Equity Method Recognition: If the investor holds a certain percentage of equity in the invested company (usually 20% or more), the equity method is applied for accounting treatment. Under the equity method, the investor recognizes its share of the net assets' changes in the invested company as a proportionate share of profit or loss.
Dividend Income: If the invested company declares dividends, the investor receives a proportionate share of the dividends based on its ownership percentage. Dividend income is typically recorded in the investor's income statement.

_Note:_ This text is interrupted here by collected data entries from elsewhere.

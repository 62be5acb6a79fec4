//! CLI command definitions using Clap.
//!
//! - `layout` - Inspect, locate and reset the persisted layout
//! - `connectors` - Preview connector anchors and paths
//! - `simulate` - Run the hub against headless note windows
//! - `config_cmd` - Configuration file management

use std::io;
use std::path::PathBuf;

use clap::{CommandFactory, Parser, Subcommand, ValueEnum};
use clap_complete::{Generator, Shell, generate};

use crate::error::HinotesError;
use crate::modules::board::persistence::JsonFileLayout;
use crate::modules::board::state::ConnectStyle;
use crate::{config, schema};

pub mod config_cmd;
pub mod layout;
pub mod simulate;

pub use config_cmd::ConfigCommands;
pub use layout::LayoutCommands;

/// Application version from Cargo.toml.
const APP_VERSION: &str = env!("CARGO_PKG_VERSION");

/// hinotes CLI - a board of notes kept in sync across native windows.
#[derive(Parser, Debug)]
#[command(name = "hinotes")]
#[command(author, version = APP_VERSION, about, long_about = None)]
#[command(propagate_version = true)]
pub struct Cli {
    /// Path to a custom configuration file.
    ///
    /// Overrides the default configuration file search paths.
    /// Supports JSONC format (JSON with comments).
    #[arg(long, short, global = true, value_name = "PATH")]
    pub config: Option<String>,

    #[command(subcommand)]
    command: Commands,
}

/// Connector style accepted on the command line.
#[derive(Debug, Clone, Copy, PartialEq, Eq, ValueEnum)]
pub enum CliConnectStyle {
    Smooth,
    Orthogonal,
}

impl From<CliConnectStyle> for ConnectStyle {
    fn from(style: CliConnectStyle) -> Self {
        match style {
            CliConnectStyle::Smooth => Self::Smooth,
            CliConnectStyle::Orthogonal => Self::Orthogonal,
        }
    }
}

/// Available CLI commands.
#[derive(Subcommand, Debug)]
#[command(next_display_order = None)]
pub enum Commands {
    /// Persisted layout commands.
    #[command(subcommand)]
    Layout(LayoutCommands),

    /// Show connector anchors and SVG paths for every link.
    ///
    /// Links whose endpoints are not both existing notes are skipped.
    Connectors {
        /// Override the board's connector style.
        #[arg(long, short, value_enum)]
        style: Option<CliConnectStyle>,

        /// Only links between open notes, as the overlay draws them.
        #[arg(long)]
        open_only: bool,

        /// Output as JSON.
        #[arg(long, short)]
        json: bool,
    },

    /// Run the hub against headless note windows.
    ///
    /// Loads the layout into memory, opens every note in a virtual window,
    /// exercises the sync protocol, and reports what happened. The layout
    /// file is never written.
    Simulate(simulate::SimulateArgs),

    /// Configuration file management commands.
    #[command(subcommand)]
    Config(ConfigCommands),

    /// Output the configuration JSON Schema.
    ///
    /// Can be redirected to a file for use with editors that support JSON
    /// Schema validation.
    Schema,

    /// Generate shell completions.
    ///
    /// Usage:
    ///   eval "$(hinotes completions --shell zsh)"
    ///   hinotes completions --shell fish > ~/.config/fish/completions/hinotes.fish
    Completions {
        /// The shell to generate completions for.
        #[arg(long, short, value_enum)]
        shell: Shell,
    },
}

impl Cli {
    /// Returns the custom config path if specified via --config flag.
    #[must_use]
    pub fn config_path(&self) -> Option<PathBuf> { self.config.as_ref().map(PathBuf::from) }

    /// Execute the CLI command.
    ///
    /// # Errors
    ///
    /// Returns an error if the command execution fails.
    pub fn execute(&self) -> Result<(), HinotesError> {
        if let Some(path) = self.config_path() {
            if !path.exists() {
                return Err(HinotesError::ConfigError(format!(
                    "Configuration file not found: {}",
                    path.display()
                )));
            }
            config::set_custom_config_path(path);
        }

        match &self.command {
            Commands::Layout(cmd) => layout::execute(cmd),
            Commands::Connectors { style, open_only, json } => {
                layout::execute_connectors(style.map(ConnectStyle::from), *open_only, *json)
            }
            Commands::Simulate(args) => simulate::execute(args),
            Commands::Config(cmd) => config_cmd::execute(cmd),
            Commands::Schema => {
                println!("{}", schema::print_schema());
                Ok(())
            }
            Commands::Completions { shell } => {
                Self::print_completions(*shell);
                Ok(())
            }
        }
    }

    /// Print shell completions to stdout.
    fn print_completions<G: Generator>(generator: G) {
        let mut cmd = Self::command();
        generate(generator, &mut cmd, "hinotes", &mut io::stdout());
    }
}

/// The layout file used by the configured hub.
///
/// # Errors
///
/// Returns an error when no data directory is available and no path is
/// configured.
pub fn layout_store() -> Result<JsonFileLayout, HinotesError> {
    config::get_config()
        .persistence
        .layout_path()
        .map(JsonFileLayout::new)
        .ok_or_else(|| HinotesError::ConfigError("No data directory available for the layout file".into()))
}

/// Run a future to completion on a fresh current-thread runtime.
///
/// # Errors
///
/// Returns an error if the runtime cannot be created.
pub fn block_on<F: std::future::Future>(future: F) -> Result<F::Output, HinotesError> {
    let runtime = tokio::runtime::Builder::new_current_thread().enable_time().build()?;
    Ok(runtime.block_on(future))
}

#[cfg(test)]
mod tests {
    use super::*;

    #[test]
    fn test_cli_parses_schema() {
        let cli = Cli::try_parse_from(["hinotes", "schema"]).unwrap();
        assert!(matches!(cli.command, Commands::Schema));
    }

    #[test]
    fn test_cli_parses_completions() {
        let cli = Cli::try_parse_from(["hinotes", "completions", "--shell", "zsh"]).unwrap();
        match cli.command {
            Commands::Completions { shell } => assert_eq!(shell, Shell::Zsh),
            _ => panic!("Expected Completions command"),
        }
    }

    #[test]
    fn test_cli_parses_layout_show_json() {
        let cli = Cli::try_parse_from(["hinotes", "layout", "show", "--json"]).unwrap();
        assert!(matches!(cli.command, Commands::Layout(LayoutCommands::Show { json: true })));
    }

    #[test]
    fn test_cli_parses_layout_reset() {
        let cli = Cli::try_parse_from(["hinotes", "layout", "reset", "--force"]).unwrap();
        assert!(matches!(cli.command, Commands::Layout(LayoutCommands::Reset { force: true })));
    }

    #[test]
    fn test_cli_parses_connectors_style() {
        let cli = Cli::try_parse_from(["hinotes", "connectors", "--style", "orthogonal"]).unwrap();
        match cli.command {
            Commands::Connectors { style, open_only, json } => {
                assert_eq!(style, Some(CliConnectStyle::Orthogonal));
                assert!(!open_only);
                assert!(!json);
            }
            _ => panic!("Expected Connectors command"),
        }
    }

    #[test]
    fn test_cli_parses_simulate() {
        let cli =
            Cli::try_parse_from(["hinotes", "simulate", "--notes", "3", "--duration-ms", "500"]).unwrap();
        match cli.command {
            Commands::Simulate(args) => {
                assert_eq!(args.notes, 3);
                assert_eq!(args.duration_ms, 500);
                assert!(!args.silent);
            }
            _ => panic!("Expected Simulate command"),
        }
    }

    #[test]
    fn test_cli_parses_config_flag_anywhere() {
        let cli = Cli::try_parse_from(["hinotes", "schema", "--config", "/tmp/c.jsonc"]).unwrap();
        assert_eq!(cli.config_path(), Some(PathBuf::from("/tmp/c.jsonc")));
    }

    #[test]
    fn test_style_conversion() {
        assert_eq!(ConnectStyle::from(CliConnectStyle::Smooth), ConnectStyle::Smooth);
        assert_eq!(ConnectStyle::from(CliConnectStyle::Orthogonal), ConnectStyle::Orthogonal);
    }

    #[test]
    fn test_app_version_is_not_empty() {
        assert!(!APP_VERSION.is_empty());
    }
}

Impairment of Assets: If the net assets of the invested company are impaired, the investor may need to account for impairment of its long-term equity investment. This often involves testing the net assets to ensure that their carrying value does not exceed their recoverable amount.
Adjustment of Investment Carrying Value: If the investor increases or decreases its equity stake in the invested company, an adjustment is required for the carrying value of its long-term equity investment. This may involve recalculating based on the new purchase value or the decreased equity value.
Long-Term Holding: Long-term equity investments are typically considered as long-term assets, and their value is usually listed as long-term assets on the balance sheet. Investors should periodically assess the recoverable amount of their long-term equity investments based on the company's accounting policies.
Reporting and Disclosure: Companies need to transparently disclose their long-term equity investments in financial reports, including basic information about the investment company, the ownership percentage, and a description of the business of the invested company. Additionally, the recognition of profit or loss under the equity method needs to be disclosed.
It's important to note that different countries and regions may have different accounting principles and regulations that can impact the accounting treatment of long-term equity investments.